MATERIAL FOR THIS EXERCISE
//! Turns a run's metadata records into files on disk.
//!
//! A [`Job`] is built once per run from an [`OutputConfig`]. For each
//! `(url, record)` pair it:
//!
//! 1. ignores the first `offset` records,
//! 2. asks the predicates (`image-unique`, `image-filter`, `image-range`)
//!    whether to keep the record,
//! 3. checks the download archive,
//! 4. builds the destination path and deals with a file already there
//!    according to `skip`,
//! 5. lets a [`Fetcher`] write the content to a temporary `.part` file,
//! 6. moves the file into place and records it in the archive.
//!
//! Progress is reported as a stream of [`JobEvent`]s.
//!
//! ```no_run
//! use futures::StreamExt;
//! use trove::{Config, Job, JobEvent, TextFetcher};
//! use trove_format::TemplateCache;
//! use trove_record::Record;
//! # async fn example() -> trove::Result<()> {
//! let config = Config::default();
//! let mut job = Job::new(&config.output, &TemplateCache::new()).await?;
//! let records = futures::stream::iter([(
//!     "text:hello".to_string(),
//!     Record::new().with("category", "notes").with("id", 1).with("extension", "txt"),
//! )]);
//! let mut events = std::pin::pin!(job.run(records, &TextFetcher));
//! while let Some(event) = events.next().await {
//!     if let JobEvent::Downloaded { path, .. } = event {
//!         println!("{}", path.display());
//!     }
//! }
//! # Ok(())
//! # }
//! ```

pub mod error;
mod fetch;
mod job;
mod stream;

pub use crate::error::{Error, ErrorKind, Result};
pub use crate::fetch::{Fetched, Fetcher, MockFetcher, TextFetcher};
pub use crate::job::Job;
pub use crate::stream::{JobEvent, Signal};
pub use trove_config::{Config, OutputConfig};
fn string_method(s: &str, name: &str, args: &Args) -> Result<Value> {
    let strip_set = |index: usize| -> Result<Option<Vec<char>>> {
        match args.get(index, "chars") {
            None | Some(Value::Null) => Ok(None),
            Some(chars) => Ok(Some(expect_str(chars)?.chars().collect())),
        }
    };
    Ok(match name {
        "lower" => Value::from(s.to_lowercase()),
        "upper" => Value::from(s.to_uppercase()),
        "strip" | "lstrip" | "rstrip" => {
            let set = strip_set(0)?;
            let in_set = |c: char| set.as_ref().map_or(c.is_whitespace(), |set| set.contains(&c));
            Value::from(match name {
                "strip" => s.trim_matches(in_set),
                "lstrip" => s.trim_start_matches(in_set),
                _ => s.trim_end_matches(in_set),
            })
        },
        "startswith" | "endswith" => {
            let candidates = match args.required(0, "prefix")? {
                Value::List(items) => items.iter().map(expect_str).collect::<Result<Vec<_>>>()?,
                other => vec![expect_str(other)?],
            };
            let hit = candidates.iter().any(|c| if name == "startswith" { s.starts_with(c) } else { s.ends_with(c) });
            Value::Bool(hit)
        },
        "split" => {
            let max_split = usize::try_from(args.int_or(1, "maxsplit", -1)?).ok();
            match args.get(0, "sep") {
                None | Some(Value::Null) => Value::List(split_whitespace(s, max_split)),
                Some(sep) => {
                    let sep = expect_str(sep)?;
                    if sep.is_empty() {
                        exn::bail!(ErrorKind::Value("empty separator".to_string()));
                    }
                    let parts: Vec<Value> = match max_split {
                        Some(n) => s.splitn(n + 1, sep).map(Value::from).collect(),
                        None => s.split(sep).map(Value::from).collect(),
                    };
                    Value::List(parts)
                },
            }
        },
        "replace" => {
            let (old, new) = (args.string(0, "old")?, args.string(1, "new")?);
            match usize::try_from(args.int_or(2, "count", -1)?) {
                Ok(count) => Value::from(s.replacen(old, new, count)),
                Err(_) => Value::from(s.replace(old, new)),
            }
        },
        "find" => {
            let needle = args.string(0, "sub")?;
            Value::Int(s.find(needle).map_or(-1, |byte| s[..byte].chars().count() as i64))
        },
        "isdigit" => Value::Bool(!s.is_empty() && s.chars().all(|c| c.is_ascii_digit())),
        "join" => {
            let items = iterate(args.required(0, "iterable")?)?;
            let parts = items.iter().map(|item| expect_str(item).map(str::to_string)).collect::<Result<Vec<_>>>()?;
            Value::from(parts.join(s))
        },
        "count" => {
            let needle = args.string(0, "sub")?;
            if needle.is_empty() {
                Value::from(s.chars().count() + 1)
            } else {
                Value::from(s.matches(needle).count())
            }
        },
        _ => exn::bail!(no_attribute("str", name)),
    })
}

fn split_whitespace(s: &str, max_split: Option<usize>) -> Vec<Value> {
    let mut out = Vec::new();
    let mut rest = s.trim_start();
    while !rest.is_empty() {
        if max_split.is_some_and(|max| out.len() >= max) {
            out.push(Value::from(rest));
            break;
        }
        match rest.find(char::is_whitespace) {
            Some(end) => {
                out.push(Value::from(&rest[..end]));
                rest = rest[end..].trim_start();
            },
            None => {
                out.push(Value::from(rest));
                break;
            },
        }
    }
    out
}

fn call_builtin(builtin: Builtin, args: &Args) -> Result<Object> {
    let value = match builtin {
        Builtin::Abort => exn::bail!(ErrorKind::Stop),
        Builtin::Terminate => exn::bail!(ErrorKind::Terminate),
        Builtin::ParseInt => {
            let value = args.required(0, "value")?;
            value.parse_int().map_or_else(|| args.get(1, "default").cloned().unwrap_or(Value::Int(0)), Value::Int)
        },
        Builtin::UrlSplit => url_split(args.string(0, "url")?),
        Builtin::DateTime => Value::DateTime(make_datetime(args)?),
        Builtin::Len => match args.required(0, "obj")? {
            Value::String(s) => Value::from(s.chars().count()),
            Value::List(items) => Value::from(items.len()),
            Value::Map(map) => Value::from(map.len()),
            other => exn::bail!(ErrorKind::Type(format!("object of type '{}' has no len()", other.type_name()))),
        },
        Builtin::Int => Value::Int(to_int(args)?),
        Builtin::Float => match args.get(0, "x") {
            None => Value::Float(0.0),
            Some(Value::String(s)) => Value::Float(
                s.trim().replace('_', "").parse::<f64>().or_raise(|| {
                    ErrorKind::Value(format!("could not convert string to float: {}", Value::from(s.as_str()).repr()))
                })?,
            ),
            Some(other) => Value::Float(other.as_f64().ok_or_raise(|| {
                ErrorKind::Type(format!("float() argument must be a string or a number, not '{}'", other.type_name()))
            })?),
        },
        Builtin::Str => Value::from(args.get(0, "object").map(ToString::to_string).unwrap_or_default()),
        Builtin::Bool => Value::Bool(args.get(0, "x").is_some_and(Value::is_truthy)),
        Builtin::Abs => match args.required(0, "x")? {
            Value::Int(i) => i.checked_abs().map_or(Value::Float((*i as f64).abs()), Value::Int),
            Value::Bool(b) => Value::Int(i64::from(*b)),
            Value::Float(f) => Value::Float(f.abs()),
            other => exn::bail!(ErrorKind::Type(format!("bad operand type for abs(): '{}'", other.type_name()))),
        },
        Builtin::Min | Builtin::Max => {
            let candidates = match args.positional.as_slice() {
                [single] => iterate(single)?,
                many => many.to_vec(),
            };
            let wanted = if builtin == Builtin::Min { Ordering::Less } else { Ordering::Greater };
            let mut best: Option<Value> = None;
            for candidate in candidates {
                best = match best {
                    Some(current) if py_cmp(&candidate, &current)? != Some(wanted) => Some(current),
                    _ => Some(candidate),
                };
            }
            best.ok_or_raise(|| ErrorKind::Value(format!("{}() arg is an empty sequence", args.function)))?
        },
        Builtin::Any => Value::Bool(iterate(args.required(0, "iterable")?)?.iter().any(Value::is_truthy)),
        Builtin::All => Value::Bool(iterate(args.required(0, "iterable")?)?.iter().all(Value::is_truthy)),
    };
    Ok(Object::Value(value))
}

WHAT IS EXPECTED
Work through the records above. Copy every line with the string "into".

YOUR RESPONSE
//! Turns a run's metadata records into files on disk.
//! 6. moves the file into place and records it in the archive.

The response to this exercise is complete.